Comparison of Endoscopy and Diffusion-weighted Enterography-MRI for the Diagnosis of Crohn's Disease Recurrence Following Ileocolic Resection: a Pilot Study

NCT02867540 · Status: UNKNOWN · Phase: NA · Type: INTERVENTIONAL · Enrollment: 40

Last updated 2016-08-16

No results posted yet for this study

Summary

Nearly three-quarters of patients with Crohn's disease have small bowel involvement and 80% of them will have complications that will require a surgical procedure, usually an ileocolonic resection with ileocolonic anastomosis.
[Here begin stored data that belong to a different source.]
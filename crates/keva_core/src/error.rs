//! Error types for KevaDB core.

use std::io;
use thiserror::Error;

/// Result type for core operations.
pub type CoreResult<T> = Result<T, CoreError>;

/// Errors that can occur in KevaDB core operations.
///
/// A missing record is not an error: reads return `Option::None` for absent
/// keys. The variants here are faults or rejected requests.
#[derive(Debug, Error)]
pub enum CoreError {
    /// Storage backend error.
    #[error("storage error: {0}")]
    Storage(#[from] keva_storage::StorageError),

    /// Value codec error.
    #[error("codec error: {0}")]
    Codec(#[from] keva_codec::CodecError),

    /// I/O error.
    #[error("I/O error: {0}")]
    Io(#[from] io::Error),

    /// No key was supplied and none could be derived from the value.
    #[error("missing key: {message}")]
    MissingKey {
        /// Description of what was expected.
        message: String,
    },

    /// The supplied or embedded key is not usable as a store key.
    #[error("invalid key: {message}")]
    InvalidKey {
        /// Description of the rejection.
        message: String,
    },

    /// The WAL is corrupted or invalid.
    #[error("WAL corruption: {message}")]
    WalCorruption {
        /// Description of the corruption.
        message: String,
    },

    /// The record log is corrupted or invalid.
    #[error("log corruption: {message}")]
    LogCorruption {
        /// Description of the corruption.
        message: String,
    },

    /// Checksum mismatch detected.
    #[error("checksum mismatch: expected {expected:08x}, got {actual:08x}")]
    ChecksumMismatch {
        /// Expected checksum.
        expected: u32,
        /// Actual checksum.
        actual: u32,
    },

    /// A transaction was aborted before any of it became visible.
    #[error("transaction aborted: {reason}")]
    TransactionAborted {
        /// Reason for the abort.
        reason: String,
    },

    /// The store id does not name a registered store.
    #[error("unknown store: {id}")]
    UnknownStore {
        /// The unregistered store id.
        id: u32,
    },

    /// A store was reopened with a different key policy.
    #[error("store {name:?} exists with a different key policy")]
    StoreConfigMismatch {
        /// Name of the store.
        name: String,
    },

    /// Another process holds the database lock.
    #[error("database locked: another process has exclusive access")]
    DatabaseLocked,

    /// The database handle has been closed.
    #[error("database is closed")]
    DatabaseClosed,

    /// Invalid database format or version.
    #[error("invalid database format: {message}")]
    InvalidFormat {
        /// Description of the format issue.
        message: String,
    },

    /// Operation not permitted in the current state.
    #[error("invalid operation: {message}")]
    InvalidOperation {
        /// Description of why the operation is invalid.
        message: String,
    },
}

impl CoreError {
    /// Creates a missing key error.
    pub fn missing_key(message: impl Into<String>) -> Self {
        Self::MissingKey {
            message: message.into(),
        }
    }

    /// Creates an invalid key error.
    pub fn invalid_key(message: impl Into<String>) -> Self {
        Self::InvalidKey {
            message: message.into(),
        }
    }

    /// Creates a WAL corruption error.
    pub fn wal_corruption(message: impl Into<String>) -> Self {
        Self::WalCorruption {
            message: message.into(),
        }
    }

    /// Creates a log corruption error.
    pub fn log_corruption(message: impl Into<String>) -> Self {
        Self::LogCorruption {
            message: message.into(),
        }
    }

    /// Creates a transaction aborted error.
    pub fn transaction_aborted(reason: impl Into<String>) -> Self {
        Self::TransactionAborted {
            reason: reason.into(),
        }
    }

    /// Creates an invalid format error.
    pub fn invalid_format(message: impl Into<String>) -> Self {
        Self::InvalidFormat {
            message: message.into(),
        }
    }

    /// Creates an invalid operation error.
    pub fn invalid_operation(message: impl Into<String>) -> Self {
        Self::InvalidOperation {
            message: message.into(),
        }
    }
}
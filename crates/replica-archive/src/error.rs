use std::path::PathBuf;

pub type Result<T> = std::result::Result<T, ArchiveError>;

/// Errors produced while packing or unpacking archives.
#[derive(Debug, thiserror::Error)]
pub enum ArchiveError {
    #[error("io error: {0}")]
    Io(#[from] std::io::Error),

    #[error("zip error: {0}")]
    Zip(#[from] zip::result::ZipError),

    #[error("walkdir error: {0}")]
    WalkDir(#[from] walkdir::Error),

    #[error("{path} is not a directory")]
    NotADirectory { path: PathBuf },

    #[error("{path} is not a zip or (gzip/bzip2/zstd compressed) tar archive")]
    UnsupportedFormat { path: PathBuf },

    #[error("invalid archive entry path: {path:?}")]
    InvalidEntryPath { path: PathBuf },
}
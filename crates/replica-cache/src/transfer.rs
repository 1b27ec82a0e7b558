//! Chunked, progress-reporting transfers between the remote store and local files.

use std::collections::BTreeMap;
use std::fs::File;
use std::io::{self, Read, Write};
use std::path::{Path, PathBuf};

use crate::config::DEFAULT_CHUNK_SIZE;
use crate::error::{CacheError, Result};
use crate::store::{
    content_length, describe_ureq_error, redact_url, RemoteFileMetadata, RemoteStore,
};
use crate::util::atomic_write_with;

/// Progress callback: `(bytes_so_far, total_bytes)`. `total_bytes` is `None` when the other
/// side did not announce a length.
pub type ProgressFn<'a> = dyn FnMut(u64, Option<u64>) + 'a;

/// A progress callback that ignores every update.
pub fn no_progress() -> impl FnMut(u64, Option<u64>) {
    |_, _| {}
}

/// Result of [`TransferEngine::fetch_url`].
#[derive(Clone, Debug, PartialEq, Eq)]
pub struct UrlFetch {
    pub path: PathBuf,
    pub size: u64,
    /// `false` when an existing file of the same size was reused.
    pub downloaded: bool,
}

/// Stateless transport between the remote store and the local filesystem.
///
/// Downloads are streamed into a temporary sibling of the destination and renamed into place
/// once complete, so an interrupted transfer never leaves a truncated file under the final
/// name.
#[derive(Clone, Debug)]
pub struct TransferEngine {
    chunk_size: usize,
    agent: ureq::Agent,
}

impl Default for TransferEngine {
    fn default() -> Self {
        Self::new(DEFAULT_CHUNK_SIZE)
    }
}

impl TransferEngine {
    pub fn new(chunk_size: usize) -> Self {
        Self {
            chunk_size: chunk_size.max(1),
            agent: ureq::Agent::new(),
        }
    }

    pub fn chunk_size(&self) -> usize {
        self.chunk_size
    }

    /// Stream `key` at `version` (latest when `None`) from `store` into `destination`.
    ///
    /// Returns the number of bytes written.
    pub fn download(
        &self,
        store: &dyn RemoteStore,
        key: &str,
        version: Option<u64>,
        destination: &Path,
        on_progress: &mut ProgressFn<'_>,
    ) -> Result<u64> {
        let download = store.download(key, version)?;
        let total = download.size;
        let mut reader = download.reader;

        let written = atomic_write_with(destination, |file| {
            self.copy_chunks(&mut reader, file, total, key, on_progress)
        })?;

        tracing::info!(
            target = "replica.cache",
            key,
            version,
            path = %destination.display(),
            bytes = written,
            "downloaded file"
        );
        Ok(written)
    }

    /// Stream `local_path` to `store` under `remote_key`.
    pub fn upload(
        &self,
        store: &dyn RemoteStore,
        local_path: &Path,
        remote_key: &str,
        metadata: &BTreeMap<String, String>,
        on_progress: &mut ProgressFn<'_>,
    ) -> Result<RemoteFileMetadata> {
        let file_meta = match std::fs::metadata(local_path) {
            Ok(meta) if meta.is_file() => meta,
            Ok(_) => {
                return Err(CacheError::NotFound {
                    path: local_path.to_path_buf(),
                })
            }
            Err(err) if err.kind() == io::ErrorKind::NotFound => {
                return Err(CacheError::NotFound {
                    path: local_path.to_path_buf(),
                })
            }
            Err(err) => return Err(err.into()),
        };
        let size = file_meta.len();

        let mut reader = ProgressReader {
            inner: File::open(local_path)?,
            chunk_size: self.chunk_size,
            done: 0,
            total: Some(size),
            on_progress,
        };

        let uploaded = store
            .upload(remote_key, &mut reader, size, metadata)
            .map_err(|err| match err {
                CacheError::Io(_) | CacheError::Transfer { .. } | CacheError::Json { .. } => {
                    CacheError::Upload {
                        key: remote_key.to_string(),
                        message: err.to_string(),
                    }
                }
                other => other,
            })?;

        tracing::info!(
            target = "replica.cache",
            key = %uploaded.key,
            version = uploaded.version,
            path = %local_path.display(),
            bytes = size,
            "uploaded file"
        );
        Ok(uploaded)
    }

    /// Download a plain HTTP(S) URL into `destination`, bypassing versioning.
    ///
    /// An existing `destination` whose size equals the announced `Content-Length` is reused
    /// unless `force` is set. The length is asked for with a `HEAD` request first, so a reuse
    /// never opens the body; servers that refuse `HEAD` get the check on the `GET` response.
    pub fn fetch_url(
        &self,
        url: &str,
        destination: &Path,
        force: bool,
        on_progress: &mut ProgressFn<'_>,
    ) -> Result<UrlFetch> {
        let safe_url = redact_url(url);
        let existing = match std::fs::metadata(destination) {
            Ok(meta) if meta.is_file() && !force => Some(meta.len()),
            _ => None,
        };

        if let Some(existing) = existing {
            match self.agent.head(url).call() {
                Ok(response) if content_length(&response) == Some(existing) => {
                    return Ok(reused(&safe_url, destination, existing));
                }
                Ok(_) => {}
                Err(err) => tracing::debug!(
                    target = "replica.cache",
                    url = %safe_url,
                    error = %describe_ureq_error(&err),
                    "HEAD request failed; falling back to GET"
                ),
            }
        }

        let response = self
            .agent
            .get(url)
            .call()
            .map_err(|err| CacheError::Transfer {
                target: safe_url.clone(),
                message: describe_ureq_error(&err),
            })?;
        let total = content_length(&response);
        if let (Some(existing), Some(total)) = (existing, total) {
            if existing == total {
                return Ok(reused(&safe_url, destination, existing));
            }
        }

        let mut reader = response.into_reader();
        let size = atomic_write_with(destination, |file| {
            self.copy_chunks(&mut reader, file, total, &safe_url, on_progress)
        })?;

        tracing::info!(
            target = "replica.cache",
            url = %safe_url,
            path = %destination.display(),
            bytes = size,
            "downloaded url"
        );
        Ok(UrlFetch {
            path: destination.to_path_buf(),
            size,
            downloaded: true,
        })
    }

    fn copy_chunks(
        &self,
        reader: &mut dyn Read,
        writer: &mut File,
        total: Option<u64>,
        target: &str,
        on_progress: &mut ProgressFn<'_>,
    ) -> Result<u64> {
        let mut buf = vec![0_u8; self.chunk_size];
        let mut done = 0_u64;
        loop {
            let read = match reader.read(&mut buf) {
                Ok(0) => break,
                Ok(read) => read,
                Err(err) if err.kind() == io::ErrorKind::Interrupted => continue,
                Err(err) => {
                    return Err(CacheError::Transfer {
                        target: target.to_string(),
                        message: format!("stream failed after {done} bytes: {err}"),
                    })
                }
            };
            writer.write_all(&buf[..read])?;
            done += read as u64;
            on_progress(done, total);
        }

        if let Some(total) = total {
            if done != total {
                return Err(CacheError::Transfer {
                    target: target.to_string(),
                    message: format!("stream ended after {done} of {total} bytes"),
                });
            }
        }
        Ok(done)
    }
}

fn reused(safe_url: &str, destination: &Path, size: u64) -> UrlFetch {
    tracing::debug!(
        target = "replica.cache",
        url = %safe_url,
        path = %destination.display(),
        "reusing previously downloaded url"
    );
    UrlFetch {
        path: destination.to_path_buf(),
        size,
        downloaded: false,
    }
}

/// Caps each read at `chunk_size` and reports progress after every chunk.
struct ProgressReader<'p, 'f, R> {
    inner: R,
    chunk_size: usize,
    done: u64,
    total: Option<u64>,
    on_progress: &'p mut ProgressFn<'f>,
}

impl<R: Read> Read for ProgressReader<'_, '_, R> {
    fn read(&mut self, buf: &mut [u8]) -> io::Result<usize> {
        let max = buf.len().min(self.chunk_size);
        let read = self.inner.read(&mut buf[..max])?;
        if read > 0 {
            self.done += read as u64;
            (self.on_progress)(self.done, self.total);
        }
        Ok(read)
    }
}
The rate of recurrence at the anastomosis site and in the ileum after surgery, whether symptomatic or not, is high, at least 60% in one year and 80% within three years. The gold standard for monitoring being ileocolonoscopy, endoscopic surveillance is recommended in these patients, once between 6 to 12 months after surgery and then every 2 years.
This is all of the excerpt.